A beautiful young Chinese flier used a familiar American adage to express her nation's thanks for America's help in the war. 
  
"It's not the gift. It's the spirit that counts," Miss Lee Ya Ching, China's foremost flier, said here today as she prepared to address a Franklin County War Chest rally at Memorial Hall tonight. 

"Just the thought that someone 10,000 miles away is thinking about us is a wonderful feeling," she said. "It makes us realize that we aren't fighting alone. 

"Many times the Chinese people have been downcast," she explained, speaking in precise, letter-perfect English.    "The war takes a bad turn, many people are killed, many more are hungry and cold and they feel lost.

Morale Builder

"Then a lend-lease plane arrives with American medical supplies. Our morale goes up and we fight a little harder, a little better." 

Miss Lee, daughter of a Shanghai industrialist, is the first Chinese woman to obtain a pilot's license. She has flown for almost 10 years, in China and America and Canada and she'd like to be flying now—in China. 

"It's hard being so far away from my people " she says. "I'd like to be back home working, but they seem to think I can do more good here. I'm just a soldier, too, and I take orders."

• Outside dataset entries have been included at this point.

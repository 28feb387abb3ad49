//! Stats Aggregator - read-only reliability reporting over the ledger
//!
//! Everything here is a pure function of a ledger slice, recomputed on
//! every query. The ledger stays the source of truth; this module keeps no
//! state of its own.

use chrono::{DateTime, Utc};
use serde::{Deserialize, Serialize};
use std::collections::{BTreeMap, BTreeSet};

use crate::ledger::ExecutionRecord;
use crate::patterns::Pattern;
use crate::prompt::PromptVersion;

/// Which slice of the ledger a report covers. Empty filters mean all-time.
#[derive(Debug, Clone, Default)]
pub struct StatsWindow {
    /// Only executions under these prompt versions
    pub prompt_versions: Option<BTreeSet<u64>>,
    /// Only these record ids
    pub record_ids: Option<BTreeSet<u64>>,
    /// Only records at or after this instant
    pub since: Option<DateTime<Utc>>,
    /// Only records at or before this instant
    pub until: Option<DateTime<Utc>>,
}

impl StatsWindow {
    /// The unfiltered, all-time window
    pub fn all() -> Self {
        Self::default()
    }

    /// Restrict to executions under one prompt version
    pub fn prompt_version(version: u64) -> Self {
        Self {
            prompt_versions: Some([version].into_iter().collect()),
            ..Self::default()
        }
    }

    fn contains(&self, record: &ExecutionRecord) -> bool {
        self.prompt_versions
            .as_ref()
            .map_or(true, |versions| versions.contains(&record.prompt_version))
            && self
                .record_ids
                .as_ref()
                .map_or(true, |ids| ids.contains(&record.id))
            && self.since.map_or(true, |t| record.timestamp >= t)
            && self.until.map_or(true, |t| record.timestamp <= t)
    }
}

/// Direction of the success-rate trend
#[derive(Debug, Clone, Copy, PartialEq, Eq, Serialize, Deserialize)]
#[serde(rename_all = "snake_case")]
pub enum TrendDirection {
    Improving,
    Declining,
    Flat,
}

impl std::fmt::Display for TrendDirection {
    fn fmt(&self, f: &mut std::fmt::Formatter<'_>) -> std::fmt::Result {
        match self {
            TrendDirection::Improving => write!(f, "improving"),
            TrendDirection::Declining => write!(f, "declining"),
            TrendDirection::Flat => write!(f, "flat"),
        }
    }
}

/// Success rate of the most recent half of the window vs the previous half
#[derive(Debug, Clone, Serialize, Deserialize)]
pub struct Trend {
    pub recent_rate: f64,
    pub previous_rate: f64,
    pub direction: TrendDirection,
}

/// Aggregate reliability report over a requested window
#[derive(Debug, Clone, Serialize, Deserialize)]
pub struct StatsReport {
    pub total: usize,
    pub successes: usize,
    pub failures: usize,
    pub partials: usize,
    /// successes / total; 0 when the window is empty
    pub success_rate: f64,
    /// Failure counts grouped by signature, most frequent first
    pub failures_by_signature: Vec<(String, usize)>,
    /// Present once the window holds at least two records
    pub trend: Option<Trend>,
}

/// Pure aggregation over ledger slices
pub struct StatsAggregator;

impl StatsAggregator {
    /// Report over a slice, restricted to the requested window
    pub fn report(records: &[ExecutionRecord], window: &StatsWindow) -> StatsReport {
        let window: Vec<&ExecutionRecord> =
            records.iter().filter(|r| window.contains(r)).collect();

        let total = window.len();
        let successes = window.iter().filter(|r| r.outcome.is_success()).count();
        let failures = window.iter().filter(|r| r.outcome.is_failure()).count();
        let partials = total - successes - failures;

        let mut by_signature: BTreeMap<String, usize> = BTreeMap::new();
        for record in &window {
            if let Some(signature) = record.outcome.signature() {
                *by_signature.entry(signature.to_string()).or_default() += 1;
            }
        }
        let mut failures_by_signature: Vec<(String, usize)> = by_signature.into_iter().collect();
        failures_by_signature.sort_by(|a, b| b.1.cmp(&a.1).then_with(|| a.0.cmp(&b.0)));

        StatsReport {
            total,
            successes,
            failures,
            partials,
            success_rate: rate(successes, total),
            failures_by_signature,
            trend: Self::trend(&window),
        }
    }

    /// Effectiveness of one pattern.
    ///
    /// Once the pattern has been applied somewhere, the report covers the
    /// executions that ran under the prompt versions applying it, answering
    /// "did things improve after this rule landed". A pattern not yet
    /// applied to any version reports over its supporting evidence instead.
    pub fn pattern_effectiveness(
        records: &[ExecutionRecord],
        pattern: &Pattern,
        versions: &[PromptVersion],
    ) -> StatsReport {
        let applied_in: BTreeSet<u64> = versions
            .iter()
            .filter(|v| v.applied_patterns.contains(&pattern.id))
            .map(|v| v.version_id)
            .collect();

        let window = if applied_in.is_empty() {
            StatsWindow {
                record_ids: Some(pattern.supporting_record_ids.clone()),
                ..StatsWindow::default()
            }
        } else {
            StatsWindow {
                prompt_versions: Some(applied_in),
                ..StatsWindow::default()
            }
        };
        Self::report(records, &window)
    }

    /// Recent half vs previous half, by record count. The older half takes
    /// the extra record when the window is odd.
    fn trend(window: &[&ExecutionRecord]) -> Option<Trend> {
        if window.len() < 2 {
            return None;
        }
        let split = window.len() - window.len() / 2;
        let (previous, recent) = window.split_at(split);

        let previous_rate = rate(
            previous.iter().filter(|r| r.outcome.is_success()).count(),
            previous.len(),
        );
        let recent_rate = rate(
            recent.iter().filter(|r| r.outcome.is_success()).count(),
            recent.len(),
        );

        let direction = if (recent_rate - previous_rate).abs() < f64::EPSILON {
            TrendDirection::Flat
        } else if recent_rate > previous_rate {
            TrendDirection::Improving
        } else {
            TrendDirection::Declining
        };

        Some(Trend {
            recent_rate,
            previous_rate,
            direction,
        })
    }
}

fn rate(successes: usize, total: usize) -> f64 {
    if total == 0 {
        0.0
    } else {
        successes as f64 / total as f64
    }
}
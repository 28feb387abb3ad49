//! Seldon - self-improving learning loop for a coding-assistant CLI

use seldon::cli;

#[tokio::main]
async fn main() -> anyhow::Result<()> {
    // Initialize logging (WARN level by default, use RUST_LOG=info for debug)
    tracing_subscriber::fmt()
        .with_env_filter(
            tracing_subscriber::EnvFilter::from_default_env()
                .add_directive(tracing::Level::WARN.into()),
        )
        .init();

    cli::run().await
}
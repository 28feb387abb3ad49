//! Execution Ledger - append-only store of task execution records
//!
//! One JSON line per record under the data directory. Records are immutable
//! once written; the only mutation the file ever sees is an appended line.
//! An append is durable (flushed and synced) before its id is returned.

use anyhow::{Context, Result};
use chrono::{DateTime, Utc};
use serde::{Deserialize, Serialize};
use std::fs::OpenOptions;
use std::io::Write;
use std::path::PathBuf;
use tracing::{debug, info};

use crate::error::SeldonError;

/// Result of one task attempt
#[derive(Debug, Clone, PartialEq, Eq, Serialize, Deserialize)]
#[serde(tag = "kind", rename_all = "snake_case")]
pub enum Outcome {
    Success,
    Failure { error_signature: String },
    Partial,
}

impl Outcome {
    pub fn is_success(&self) -> bool {
        matches!(self, Outcome::Success)
    }

    pub fn is_failure(&self) -> bool {
        matches!(self, Outcome::Failure { .. })
    }

    /// Error signature for failures, None otherwise
    pub fn signature(&self) -> Option<&str> {
        match self {
            Outcome::Failure { error_signature } => Some(error_signature),
            _ => None,
        }
    }
}

impl std::fmt::Display for Outcome {
    fn fmt(&self, f: &mut std::fmt::Formatter<'_>) -> std::fmt::Result {
        match self {
            Outcome::Success => write!(f, "success"),
            Outcome::Failure { error_signature } => write!(f, "failure ({})", error_signature),
            Outcome::Partial => write!(f, "partial"),
        }
    }
}

/// A single logged task attempt, immutable once appended
#[derive(Debug, Clone, Serialize, Deserialize)]
pub struct ExecutionRecord {
    /// Monotonic unique id assigned by the ledger
    pub id: u64,
    /// When the attempt was recorded
    pub timestamp: DateTime<Utc>,
    /// What the operator asked for
    pub task: String,
    /// Prompt version the attempt ran under (reference, not a copy)
    pub prompt_version: u64,
    /// How the attempt ended
    pub outcome: Outcome,
    /// Truncated raw assistant output for later inspection
    pub raw_output_excerpt: String,
}

/// Append-only execution ledger backed by a JSONL file
pub struct ExecutionLedger {
    path: PathBuf,
    next_id: u64,
}

impl ExecutionLedger {
    /// Open the ledger at the default location
    pub fn new() -> Result<Self> {
        let base_dir = crate::config::data_dir()?;
        Self::with_dir(base_dir)
    }

    /// Open the ledger under a custom base directory
    pub fn with_dir(base_dir: PathBuf) -> Result<Self> {
        std::fs::create_dir_all(&base_dir)
            .context("Failed to create ledger directory")?;
        let path = base_dir.join("ledger.jsonl");

        // Resume id allocation from whatever is already on disk. A partial
        // scan would risk reusing ids, so a bad line is fatal here too.
        let next_id = match read_all(&path)?.last() {
            Some(record) => record.id + 1,
            None => 1,
        };

        Ok(Self { path, next_id })
    }

    /// Append a record; returns it once the write is durable.
    ///
    /// The record only becomes observable after `sync_all` succeeds, so a
    /// crash mid-append leaves at worst a trailing partial line that the
    /// next read reports as `CorruptLedger` rather than silently dropping.
    pub fn append(
        &mut self,
        task: &str,
        prompt_version: u64,
        outcome: Outcome,
        raw_output_excerpt: &str,
    ) -> Result<ExecutionRecord> {
        let record = ExecutionRecord {
            id: self.next_id,
            timestamp: Utc::now(),
            task: task.to_string(),
            prompt_version,
            outcome,
            raw_output_excerpt: raw_output_excerpt.to_string(),
        };

        let mut line = serde_json::to_string(&record)
            .context("Failed to serialize execution record")?;
        line.push('\n');

        let mut file = OpenOptions::new()
            .create(true)
            .append(true)
            .open(&self.path)
            .with_context(|| format!("Failed to open {}", self.path.display()))?;
        file.write_all(line.as_bytes())
            .context("Failed to append execution record")?;
        file.sync_all()
            .context("Failed to sync ledger after append")?;

        self.next_id += 1;
        info!("Appended execution record {} ({})", record.id, record.outcome);
        Ok(record)
    }

    /// All records, ordered by id ascending
    pub fn read(&self) -> Result<Vec<ExecutionRecord>> {
        read_all(&self.path)
    }

    /// Records with id strictly greater than `after_id`
    pub fn read_since(&self, after_id: u64) -> Result<Vec<ExecutionRecord>> {
        let records = self.read()?;
        Ok(records.into_iter().filter(|r| r.id > after_id).collect())
    }

    /// A restartable page of records for history views
    pub fn read_page(&self, offset: usize, limit: usize) -> Result<Vec<ExecutionRecord>> {
        let records = self.read()?;
        Ok(records.into_iter().skip(offset).take(limit).collect())
    }

    /// Look up one record by id; explicit absence, never an error
    pub fn get(&self, id: u64) -> Result<Option<ExecutionRecord>> {
        let records = self.read()?;
        Ok(records.into_iter().find(|r| r.id == id))
    }

    /// Number of records on disk
    pub fn len(&self) -> Result<usize> {
        Ok(self.read()?.len())
    }

    pub fn is_empty(&self) -> Result<bool> {
        Ok(self.len()? == 0)
    }

    /// Ledger file path
    pub fn path(&self) -> &PathBuf {
        &self.path
    }
}

fn read_all(path: &PathBuf) -> Result<Vec<ExecutionRecord>> {
    if !path.exists() {
        return Ok(Vec::new());
    }

    let content = std::fs::read_to_string(path)
        .with_context(|| format!("Failed to read {}", path.display()))?;

    let mut records = Vec::new();
    for (idx, line) in content.lines().enumerate() {
        if line.trim().is_empty() {
            continue;
        }
        let record: ExecutionRecord =
            serde_json::from_str(line).map_err(|source| SeldonError::CorruptLedger {
                path: path.clone(),
                line: idx + 1,
                source,
            })?;
        records.push(record);
    }

    // Appends happen in id order, but sort anyway so read order is a
    // guarantee rather than a side effect.
    records.sort_by_key(|r| r.id);
    debug!("Read {} execution records from {}", records.len(), path.display());
    Ok(records)
}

Miss Lee says China will never get enough relief, but that can't be helped. 

Supply Difficulties 

Closing of the Burma Road, the lifeline into China, has badly hampered delivery of supplies to beseiged [[besieged]] territory. Every ounce of supplies reaching there now must be flown in over a perilous route across the Himalaya Mountains. 

"Naturally, there isn't space on the planes for the food and clothing necessary for civilians," she says, "so all we can send are medical supplies and money. The medical supplies are distributed to the army and to civilians by the Red Cross and with the money, food can be bought from India. 

"We are doing the best we can with existing facilities." 

The most pitiful situation in China today is that of the children, the young flier feels. 

"There are about 2,000,000 orphans in China. Only 20 per cent [[percent]] of those are in orphanages, homes and institutions. The remaining 80 per cent [[percent]] are scattered, homeless, hungry, throughout the country, living a hand-to-mouth existence. 

Children Suffer

"Children six years old and younger have never felt a moment of peace since they were born. They have become almost like animals, dodging bombs, fleeing Japanese troops, hiding in fields and mountains. It is horrible." 

She cited one example of the way in which young children have become war-conscious. 

"In one of the villages, a troop of Chinese guerillas were quartered. They dressed like farmers and townspeople so the Japanese cannot locate them. 

"The Japanese learned about their presence, sent soldiers to capture them. The Chinese villagers refused to reveal the guerillas among them. The Japanese officer had what he thought was a brilliant idea. 

Plan Failed to Work 

"He ordered all the children and all the men in the city to a square. Then he ordered each child to pick out the men of his immediate family. He thought the children would name their fathers, brothers, uncles, grandfathers and the remaining men would be the guerillas. 

"When the children were finished there wasn't a single man left who hadn't been picked by one of the children. The Japanese were unable to make further progress."

Miss Lee, touring America and Canada for War Chest and Chinese Relief agencies all year, will go to Syracuse, N. Y., from here and then return to New York.

"For the sake of our little children and for our adults, as well as for our fighting men, don't fail in your kindness this year," she pleads.